** Opening Material for this task block **

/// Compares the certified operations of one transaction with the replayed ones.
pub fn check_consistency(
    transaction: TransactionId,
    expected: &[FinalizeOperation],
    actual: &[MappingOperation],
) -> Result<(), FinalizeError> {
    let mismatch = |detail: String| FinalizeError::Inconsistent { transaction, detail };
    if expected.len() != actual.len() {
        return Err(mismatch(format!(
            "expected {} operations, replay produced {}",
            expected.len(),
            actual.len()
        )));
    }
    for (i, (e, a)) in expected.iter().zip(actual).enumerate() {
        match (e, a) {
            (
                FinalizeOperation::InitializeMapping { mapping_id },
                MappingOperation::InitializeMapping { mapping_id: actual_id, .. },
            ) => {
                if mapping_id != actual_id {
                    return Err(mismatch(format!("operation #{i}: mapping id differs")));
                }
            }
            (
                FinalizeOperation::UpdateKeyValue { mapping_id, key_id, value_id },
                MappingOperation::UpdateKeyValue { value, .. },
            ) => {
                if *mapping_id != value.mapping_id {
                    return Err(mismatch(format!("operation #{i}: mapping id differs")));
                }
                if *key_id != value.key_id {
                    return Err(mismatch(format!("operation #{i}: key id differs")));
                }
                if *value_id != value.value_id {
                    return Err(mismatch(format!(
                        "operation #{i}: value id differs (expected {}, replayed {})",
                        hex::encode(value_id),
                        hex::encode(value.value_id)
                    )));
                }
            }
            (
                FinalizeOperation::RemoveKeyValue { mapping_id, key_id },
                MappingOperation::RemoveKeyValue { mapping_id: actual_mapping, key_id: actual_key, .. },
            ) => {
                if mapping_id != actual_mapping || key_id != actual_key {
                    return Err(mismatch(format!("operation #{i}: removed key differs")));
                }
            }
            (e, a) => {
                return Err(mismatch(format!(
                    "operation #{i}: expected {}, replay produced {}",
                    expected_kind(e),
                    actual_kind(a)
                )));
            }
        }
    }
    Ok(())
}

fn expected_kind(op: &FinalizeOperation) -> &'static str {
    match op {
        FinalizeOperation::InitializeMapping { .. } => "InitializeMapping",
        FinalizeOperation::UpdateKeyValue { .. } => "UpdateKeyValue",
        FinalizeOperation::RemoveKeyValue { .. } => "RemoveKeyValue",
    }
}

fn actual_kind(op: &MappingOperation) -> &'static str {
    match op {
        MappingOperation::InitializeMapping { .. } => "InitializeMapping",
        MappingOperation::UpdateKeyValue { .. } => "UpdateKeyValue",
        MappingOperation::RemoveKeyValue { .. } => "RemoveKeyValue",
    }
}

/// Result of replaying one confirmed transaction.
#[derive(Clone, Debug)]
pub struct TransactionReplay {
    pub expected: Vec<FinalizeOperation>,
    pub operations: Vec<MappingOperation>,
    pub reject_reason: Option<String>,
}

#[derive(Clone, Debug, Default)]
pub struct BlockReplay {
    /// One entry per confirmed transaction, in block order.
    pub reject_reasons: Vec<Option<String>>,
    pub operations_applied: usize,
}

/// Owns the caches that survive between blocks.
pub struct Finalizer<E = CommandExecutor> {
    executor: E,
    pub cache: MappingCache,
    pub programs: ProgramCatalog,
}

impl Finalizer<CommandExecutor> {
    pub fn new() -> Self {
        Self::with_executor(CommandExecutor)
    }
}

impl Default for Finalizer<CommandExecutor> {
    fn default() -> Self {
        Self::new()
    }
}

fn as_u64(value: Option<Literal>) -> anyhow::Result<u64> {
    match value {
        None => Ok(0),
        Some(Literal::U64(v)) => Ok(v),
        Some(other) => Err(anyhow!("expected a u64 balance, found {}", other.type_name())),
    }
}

** Closing Material for this task block **
** Opening Material for this task block **

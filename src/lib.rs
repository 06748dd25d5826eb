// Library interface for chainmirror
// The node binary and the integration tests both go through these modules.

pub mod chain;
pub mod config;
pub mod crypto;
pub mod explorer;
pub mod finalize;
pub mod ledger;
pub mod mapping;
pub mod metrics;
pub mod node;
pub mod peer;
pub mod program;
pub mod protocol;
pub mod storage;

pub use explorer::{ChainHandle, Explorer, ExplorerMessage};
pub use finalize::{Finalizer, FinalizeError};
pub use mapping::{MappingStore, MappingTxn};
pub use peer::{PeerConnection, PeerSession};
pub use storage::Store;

** Closing Material for this task block **
** Opening Material for this task block **

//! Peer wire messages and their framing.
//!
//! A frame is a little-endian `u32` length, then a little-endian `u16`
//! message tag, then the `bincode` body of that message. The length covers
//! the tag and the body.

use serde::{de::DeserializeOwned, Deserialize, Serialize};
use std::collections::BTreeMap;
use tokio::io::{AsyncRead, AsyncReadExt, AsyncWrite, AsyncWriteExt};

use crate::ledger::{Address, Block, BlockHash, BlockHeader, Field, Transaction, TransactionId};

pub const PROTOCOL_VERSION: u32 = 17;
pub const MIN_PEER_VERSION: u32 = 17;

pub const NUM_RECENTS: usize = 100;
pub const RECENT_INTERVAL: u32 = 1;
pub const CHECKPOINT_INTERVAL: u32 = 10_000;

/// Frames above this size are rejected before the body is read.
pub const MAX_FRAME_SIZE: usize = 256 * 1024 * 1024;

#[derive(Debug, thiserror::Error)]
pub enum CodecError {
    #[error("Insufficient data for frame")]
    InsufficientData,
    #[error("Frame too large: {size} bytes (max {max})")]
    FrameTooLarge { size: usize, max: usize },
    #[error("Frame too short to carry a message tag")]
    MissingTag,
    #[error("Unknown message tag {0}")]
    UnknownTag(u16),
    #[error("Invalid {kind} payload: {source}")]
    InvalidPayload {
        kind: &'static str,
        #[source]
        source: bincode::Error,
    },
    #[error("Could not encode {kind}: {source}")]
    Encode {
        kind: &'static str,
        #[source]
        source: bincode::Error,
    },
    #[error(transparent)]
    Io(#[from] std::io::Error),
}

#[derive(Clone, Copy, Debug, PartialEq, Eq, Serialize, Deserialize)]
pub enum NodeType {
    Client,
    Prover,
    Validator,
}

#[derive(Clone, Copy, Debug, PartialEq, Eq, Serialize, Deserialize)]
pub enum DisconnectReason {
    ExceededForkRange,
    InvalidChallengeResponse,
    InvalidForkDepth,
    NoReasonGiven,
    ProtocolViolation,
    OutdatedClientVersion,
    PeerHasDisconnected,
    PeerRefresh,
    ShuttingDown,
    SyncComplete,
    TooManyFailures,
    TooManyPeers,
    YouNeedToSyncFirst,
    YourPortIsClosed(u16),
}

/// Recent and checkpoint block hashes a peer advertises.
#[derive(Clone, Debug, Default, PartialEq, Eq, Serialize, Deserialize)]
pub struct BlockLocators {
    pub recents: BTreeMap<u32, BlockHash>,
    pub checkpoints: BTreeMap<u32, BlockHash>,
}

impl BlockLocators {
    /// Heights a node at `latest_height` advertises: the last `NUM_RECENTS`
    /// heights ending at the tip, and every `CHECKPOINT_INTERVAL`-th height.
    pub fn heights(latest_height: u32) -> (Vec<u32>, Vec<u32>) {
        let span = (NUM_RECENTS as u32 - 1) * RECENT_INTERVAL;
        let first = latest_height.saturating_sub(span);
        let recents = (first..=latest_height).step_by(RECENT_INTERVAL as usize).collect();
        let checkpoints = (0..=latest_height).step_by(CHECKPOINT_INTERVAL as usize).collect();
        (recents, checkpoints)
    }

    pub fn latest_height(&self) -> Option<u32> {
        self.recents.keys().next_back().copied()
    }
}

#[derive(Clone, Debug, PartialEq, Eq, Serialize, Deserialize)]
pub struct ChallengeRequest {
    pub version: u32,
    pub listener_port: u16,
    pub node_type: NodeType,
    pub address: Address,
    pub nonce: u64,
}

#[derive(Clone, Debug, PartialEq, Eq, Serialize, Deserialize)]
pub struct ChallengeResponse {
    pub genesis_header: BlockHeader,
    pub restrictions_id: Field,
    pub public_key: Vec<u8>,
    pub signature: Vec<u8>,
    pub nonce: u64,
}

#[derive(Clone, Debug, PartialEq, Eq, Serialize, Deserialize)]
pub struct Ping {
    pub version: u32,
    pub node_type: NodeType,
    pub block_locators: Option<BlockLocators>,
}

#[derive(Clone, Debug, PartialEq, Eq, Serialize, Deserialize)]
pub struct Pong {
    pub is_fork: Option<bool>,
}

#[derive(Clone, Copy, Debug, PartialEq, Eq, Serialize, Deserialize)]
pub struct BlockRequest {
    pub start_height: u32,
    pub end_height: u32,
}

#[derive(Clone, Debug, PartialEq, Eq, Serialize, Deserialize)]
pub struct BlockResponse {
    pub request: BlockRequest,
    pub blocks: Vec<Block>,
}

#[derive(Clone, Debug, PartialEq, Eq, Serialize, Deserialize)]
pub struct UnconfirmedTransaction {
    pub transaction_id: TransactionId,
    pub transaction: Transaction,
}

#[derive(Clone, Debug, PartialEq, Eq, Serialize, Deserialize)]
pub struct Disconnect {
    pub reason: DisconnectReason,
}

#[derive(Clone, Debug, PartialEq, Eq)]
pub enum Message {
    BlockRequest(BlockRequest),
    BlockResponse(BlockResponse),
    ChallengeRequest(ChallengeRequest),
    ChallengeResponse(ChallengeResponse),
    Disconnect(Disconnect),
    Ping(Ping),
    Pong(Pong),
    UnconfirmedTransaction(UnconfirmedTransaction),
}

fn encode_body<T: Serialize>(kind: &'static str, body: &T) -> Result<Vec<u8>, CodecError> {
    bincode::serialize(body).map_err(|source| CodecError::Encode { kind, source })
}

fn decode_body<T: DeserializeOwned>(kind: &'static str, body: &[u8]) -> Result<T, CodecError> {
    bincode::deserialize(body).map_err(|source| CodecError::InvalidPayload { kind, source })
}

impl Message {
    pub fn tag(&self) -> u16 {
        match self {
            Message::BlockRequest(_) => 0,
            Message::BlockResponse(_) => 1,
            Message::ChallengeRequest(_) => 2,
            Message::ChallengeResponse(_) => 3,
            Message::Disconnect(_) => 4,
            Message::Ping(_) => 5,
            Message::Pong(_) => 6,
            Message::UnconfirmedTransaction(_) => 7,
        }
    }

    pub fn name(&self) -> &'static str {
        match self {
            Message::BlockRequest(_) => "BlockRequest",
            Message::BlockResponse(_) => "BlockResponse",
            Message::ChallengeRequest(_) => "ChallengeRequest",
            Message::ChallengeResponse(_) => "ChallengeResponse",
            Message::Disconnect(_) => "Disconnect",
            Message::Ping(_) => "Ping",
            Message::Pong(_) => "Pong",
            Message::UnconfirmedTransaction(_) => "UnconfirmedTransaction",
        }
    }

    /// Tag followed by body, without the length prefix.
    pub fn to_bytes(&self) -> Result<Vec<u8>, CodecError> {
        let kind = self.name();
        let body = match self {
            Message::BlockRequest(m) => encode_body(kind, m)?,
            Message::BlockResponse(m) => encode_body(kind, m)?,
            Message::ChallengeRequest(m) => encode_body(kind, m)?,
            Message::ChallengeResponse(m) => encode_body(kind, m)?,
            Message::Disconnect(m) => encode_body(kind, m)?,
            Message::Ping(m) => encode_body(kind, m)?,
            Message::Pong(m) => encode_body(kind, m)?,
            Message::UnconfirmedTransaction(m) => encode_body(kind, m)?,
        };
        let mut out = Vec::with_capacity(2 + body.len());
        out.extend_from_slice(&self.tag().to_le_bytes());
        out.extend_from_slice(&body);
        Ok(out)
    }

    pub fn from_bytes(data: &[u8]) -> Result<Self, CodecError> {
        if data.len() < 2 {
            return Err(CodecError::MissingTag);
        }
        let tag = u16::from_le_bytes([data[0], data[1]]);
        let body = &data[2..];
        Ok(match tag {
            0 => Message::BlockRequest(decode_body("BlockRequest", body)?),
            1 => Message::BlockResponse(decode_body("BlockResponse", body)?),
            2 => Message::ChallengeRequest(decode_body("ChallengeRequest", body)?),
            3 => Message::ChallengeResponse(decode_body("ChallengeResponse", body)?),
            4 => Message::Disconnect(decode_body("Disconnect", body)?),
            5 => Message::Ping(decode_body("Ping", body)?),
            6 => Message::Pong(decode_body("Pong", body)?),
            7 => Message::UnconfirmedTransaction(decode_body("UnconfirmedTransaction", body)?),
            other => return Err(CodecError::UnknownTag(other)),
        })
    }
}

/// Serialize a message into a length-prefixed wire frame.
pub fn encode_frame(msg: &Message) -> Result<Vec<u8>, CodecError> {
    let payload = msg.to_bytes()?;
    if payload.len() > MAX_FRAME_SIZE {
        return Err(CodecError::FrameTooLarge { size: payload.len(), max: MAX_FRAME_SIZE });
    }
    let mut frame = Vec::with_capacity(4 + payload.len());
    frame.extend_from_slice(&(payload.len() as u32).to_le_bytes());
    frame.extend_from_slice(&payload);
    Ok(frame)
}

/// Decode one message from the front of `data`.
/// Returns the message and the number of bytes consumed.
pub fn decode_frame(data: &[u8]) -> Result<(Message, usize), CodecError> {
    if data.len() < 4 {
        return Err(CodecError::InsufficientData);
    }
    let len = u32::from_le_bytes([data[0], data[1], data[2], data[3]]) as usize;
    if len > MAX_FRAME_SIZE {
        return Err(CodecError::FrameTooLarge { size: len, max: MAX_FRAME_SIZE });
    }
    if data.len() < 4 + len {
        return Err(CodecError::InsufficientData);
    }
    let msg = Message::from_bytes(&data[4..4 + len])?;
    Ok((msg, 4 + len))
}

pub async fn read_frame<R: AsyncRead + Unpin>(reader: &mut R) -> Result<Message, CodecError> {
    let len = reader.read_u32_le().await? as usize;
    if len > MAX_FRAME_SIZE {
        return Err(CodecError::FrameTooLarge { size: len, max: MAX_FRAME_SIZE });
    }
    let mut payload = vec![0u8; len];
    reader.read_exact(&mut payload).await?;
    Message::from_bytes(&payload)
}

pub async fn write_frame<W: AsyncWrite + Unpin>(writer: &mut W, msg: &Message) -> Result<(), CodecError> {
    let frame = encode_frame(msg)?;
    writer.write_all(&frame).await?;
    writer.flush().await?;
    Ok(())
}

** Closing Material for this task block **

> **Exercise prompt**: Using the material above, transcribe exactly the lines from the line with "is a little-endian" to the line with "pub enum CodecError"; both count, and nothing else goes in.

> **Task answer**:
//! A frame is a little-endian `u32` length, then a little-endian `u16`
//! message tag, then the `bincode` body of that message. The length covers
//! the tag and the body.

use serde::{de::DeserializeOwned, Deserialize, Serialize};
use std::collections::BTreeMap;
use tokio::io::{AsyncRead, AsyncReadExt, AsyncWrite, AsyncWriteExt};

use crate::ledger::{Address, Block, BlockHash, BlockHeader, Field, Transaction, TransactionId};

pub const PROTOCOL_VERSION: u32 = 17;
pub const MIN_PEER_VERSION: u32 = 17;

pub const NUM_RECENTS: usize = 100;
pub const RECENT_INTERVAL: u32 = 1;
pub const CHECKPOINT_INTERVAL: u32 = 10_000;

/// Frames above this size are rejected before the body is read.
pub const MAX_FRAME_SIZE: usize = 256 * 1024 * 1024;

#[derive(Debug, thiserror::Error)]
pub enum CodecError {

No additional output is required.